Hughes befriended the teenager Enid Wilkinson while on national service in the
RAF and he would spend his off-duty evenings by the fire of her family home
in the remote village of Patrington, near Hull, across the road from his
billet.
While Enid was doing her homework at the kitchen table, Hughes, then 19,
noticed an exercise book into which she had copied her favourite romantic
poems.
“Ted picked up the book and said, ‘Shall I write you one of my poems?’,” Enid
recalled last week. “Well, I’d no idea that he even wrote poems.
“I just loved them because they were romantic.”
Thrilled by the poems, Enid showed them to her English teacher at Malet
Lambert grammar school who was less impressed: “He said that it was rubbish
— that it was someone trying to emulate Shakespeare.”

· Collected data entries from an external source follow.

//! Telemetry parsing against realistic and damaged dumps
//!
//! Dumps here are shaped like captures from the board: CRLF line endings,
//! `C` suffixes on temperatures, and the occasional non-numeric field.

use lfdi_tcb::hardware::MockTcb;
use lfdi_tcb::tcb::{
    parse_dump, EntityCounts, EntityKind, EntityRegistry, Reading, RetryPolicy, SessionOptions,
    TcbSession, TelemetryStatus,
};
use lfdi_tcb::error::ParseError;
use std::time::Duration;
use tracing_test::traced_test;

const DUMP: &str = "\
Cont\tkp\tkd\tki\tep\ted\tei\teffort\ttemp\taverage\ttarget\ti2c\thist\tfreq\tenabled\tsensor\r\n\
Cont1\t4.00\t0.50\t0.02\t0.13\t0.00\t1.20\t37.00\t34.87C\t34.90C\t35.00C\t72\t26\t200\ttrue\tTMP117\r\n\
Cont2\t1.00\t0.00\t0.00\t0.00\t0.00\t0.00\t0.00\t22.10C\t22.08C\tNone\t73\t26\t200\tfalse\tTMP117\r\n\
Cont3\t1.00\t0.00\t0.00\t0.00\t0.00\t0.00\t0.00\t22.30C\t22.31C\t0.00C\t74\t26\t200\tfalse\tTMP117\r\n\
Comp\tPeak2Peak\tWave\tTemp\tAvg\tAuto\tUseAverage\ti2c\tenabled\tsensor\r\n\
Comp1\t3.20\t656.28\t34.80C\t34.85C\tfalse\ttrue\t72\ttrue\tTMP117\r\n\
Comp2\t0.00\t0.00\t22.10C\t22.10C\tfalse\tfalse\t0\tfalse\tNone\r\n\
GPIO\tEnabled\r\n\
GPIO1\ttrue\r\n\
GPIO2\tfalse\r\n\
Bipolar\tfrequency\tpulses\tPeak2Peak\tEnabled\r\n\
Bipolar1\t100\t5\t2.5\ttrue\r\n";

fn counts() -> EntityCounts {
    EntityCounts {
        controllers: 3,
        compensators: 2,
        gpios: 2,
        bipolars: 1,
    }
}

fn options() -> SessionOptions {
    SessionOptions {
        counts: counts(),
        retry: RetryPolicy {
            max_retries: 3,
            settle_interval: Duration::ZERO,
        },
        reset_settle: Duration::ZERO,
    }
}

/// Move the block that starts at `header` to the front of the dump.
fn with_block_first(dump: &str, header: &str, next_header: Option<&str>) -> String {
    let start = dump.find(header).unwrap();
    let end = next_header
        .map(|h| dump.find(h).unwrap())
        .unwrap_or(dump.len());
    format!("{}{}{}", &dump[start..end], &dump[..start], &dump[end..])
}

#[test]
fn test_captured_dump_parses() {
    let mut registry = EntityRegistry::new(counts());

    assert_eq!(parse_dump(DUMP, &mut registry), TelemetryStatus::Complete);

    let c1 = registry.controller(1).unwrap();
    assert_eq!(c1.effort, Reading::Number(37.0));
    assert_eq!(c1.average, Reading::Number(34.9));
    assert!(c1.is_within(35.0, 0.2));

    // Idle loops report a placeholder setpoint; it is kept verbatim.
    let c2 = registry.controller(2).unwrap();
    assert_eq!(c2.setpoint, Reading::Raw("None".to_string()));
    assert_eq!(c2.sensor_address, Reading::Number(73.0));

    let comp = registry.compensator(1).unwrap();
    assert_eq!(comp.wavelength, Reading::Number(656.28));
    assert!(comp.enabled && comp.use_average && !comp.auto);

    assert!(registry.gpio(1).unwrap().state);
    assert_eq!(registry.bipolar(1).unwrap().frequency, Reading::Number(100.0));
}

#[test]
fn test_reordered_blocks_give_same_state() {
    let mut reference = EntityRegistry::new(counts());
    parse_dump(DUMP, &mut reference);

    for (header, next) in [
        ("GPIO\tEnabled", Some("Bipolar\tfrequency")),
        ("Bipolar\tfrequency", None),
        ("Comp\tPeak2Peak", Some("GPIO\tEnabled")),
    ] {
        let shuffled = with_block_first(DUMP, header, next);
        let mut registry = EntityRegistry::new(counts());
        assert!(parse_dump(&shuffled, &mut registry).is_complete());
        assert_eq!(registry, reference, "block {:?} moved first", header);
    }
}

#[traced_test]
#[test]
fn test_missing_gpio_header_is_reported_and_keeps_previous_poll() {
    let mut registry = EntityRegistry::new(counts());
    parse_dump(DUMP, &mut registry);
    let previous = registry.clone();

    let damaged = DUMP.replace("GPIO\tEnabled\r\n", "");
    let changed = damaged.replace("34.87C", "99.00C");
    let status = parse_dump(&changed, &mut registry);

    assert_eq!(
        status,
        TelemetryStatus::Desync(vec![ParseError::MissingHeader(EntityKind::Gpio)])
    );
    assert_eq!(registry, previous);
    assert!(logs_contain("possible desync"));
}

#[traced_test]
#[test]
fn test_session_survives_truncated_dump() {
    let truncated = DUMP.split("GPIO\tEnabled").next().unwrap().to_string();
    let mut tcb = TcbSession::open(MockTcb::new(counts()).with_dump(truncated), options()).unwrap();

    let status = tcb.refresh().unwrap();

    assert!(!status.is_complete());
    assert_eq!(tcb.controller(1).unwrap().temperature, Reading::Number(0.0));
    assert!(logs_contain("possible desync"));

    // The snapshot still renders from the stale mirror.
    let line = tcb.get_info().unwrap();
    assert!(line.contains("Cont1\t0\t"));
}

#[traced_test]
#[test]
fn test_unconfirmed_command_is_logged() {
    let mut tcb = TcbSession::open(MockTcb::new(counts()).never_acknowledge(), options()).unwrap();

    tcb.set_controller_setpoint(1, 25.0).unwrap();

    assert!(logs_contain("Expected response 'Target temperature set to'"));
    assert!(logs_contain("Too many attempts"));
}

#[traced_test]
#[test]
fn test_session_survives_headers_run_together() {
    let glued = DUMP.replace("GPIO\tEnabled\r\nGPIO1\ttrue\r\nGPIO2\tfalse\r\n", "GPIO\tEnabled");
    let mut tcb = TcbSession::open(MockTcb::new(counts()).with_dump(glued), options()).unwrap();

    let status = tcb.refresh().unwrap();

    assert!(!status.is_complete());
    assert!(logs_contain("headers share one line"));
    assert!(tcb.get_info().is_ok());
}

In October 1951, after two years on national service, Hughes went up to
Cambridge where he was to meet and later marry Sylvia Plath, the American
poet who committed suicide in 1963.
Retired social worker Enid, 70, has now sold the poems for £2,000 to Emory
University in Atlanta, Georgia, which bought Hughes’s archive before he died
in 1998 at the age of 68.
They are among the earliest poems he wrote: one is an early version of the
poem, Song, which he included in his first collection in 1957, the other is
previously unpublished.
Diane Middlebrook, author of Her Husband, a study of Hughes and Plath,
described Song as “the most forthright love poem” Hughes wrote, in which “a
young poet recalls how he witnessed the transformation of a woman into a
Muse”.
The exercise book version also includes an extra verse.
The poet later wrote that he was inspired to write Song during his national
service. He said the poem came to him “as such things should in your 19th
year — literally a voice in the air at about 3am when I was on night duty”.
A family friend, Elizabeth Sigmund, said Hughes spoke about his time in the
Patrington area as idyllic. “I think it was a sort of age of innocence,
before going to university, when he was still a Yorkshire boy really, and he
talked about that time in a very nostalgic way.”
Hughes’s biographer, Elaine Feinstein, believes the other poem also showed his
early promise: “It is a slight poem, but unusually (good) for a 19-year-old
boy.
“It is melodious, particularly in its choice of syllables; there is the
occasional phrase . . . ‘all those ruined lovely things’ . . . or ‘the moon
lies down with the west water’ that he might have been tempted to keep.”
Like Song, it too is a love poem in which a poet describes unrequited love.
Hughes signed the poem with the nonsense pseudonym of Eeple Jate Huckmwmer,
Disciple of the Daemonic, Friend to George Daggitt, a young Irishman who was
lodging at Enid’s home.
Feinstein believes this dedication was “in the spirit of WB Yeats’s magical
dabblings and Robert Graves’s The White Goddess” — both favourites of
Hughes.
Enid, who left school at 17 and married a mechanic, John Bates, before going
to university to become a social worker, did not think Hughes or the other
RAF conscripts took much notice of her.
“I used to iron their shirts for half a crown when they were going out,” she
remembers. “I was only a little squib — he definitely seemed to be older
than his age. I was just a schoolgirl.”
The poems Hughes wrote in the exercise book seemed at odds with his nature,
Enid said.
“I always thought he was rather strange. I would say that he was morose most
of the time. He was brooding: he didn’t really talk to you much.”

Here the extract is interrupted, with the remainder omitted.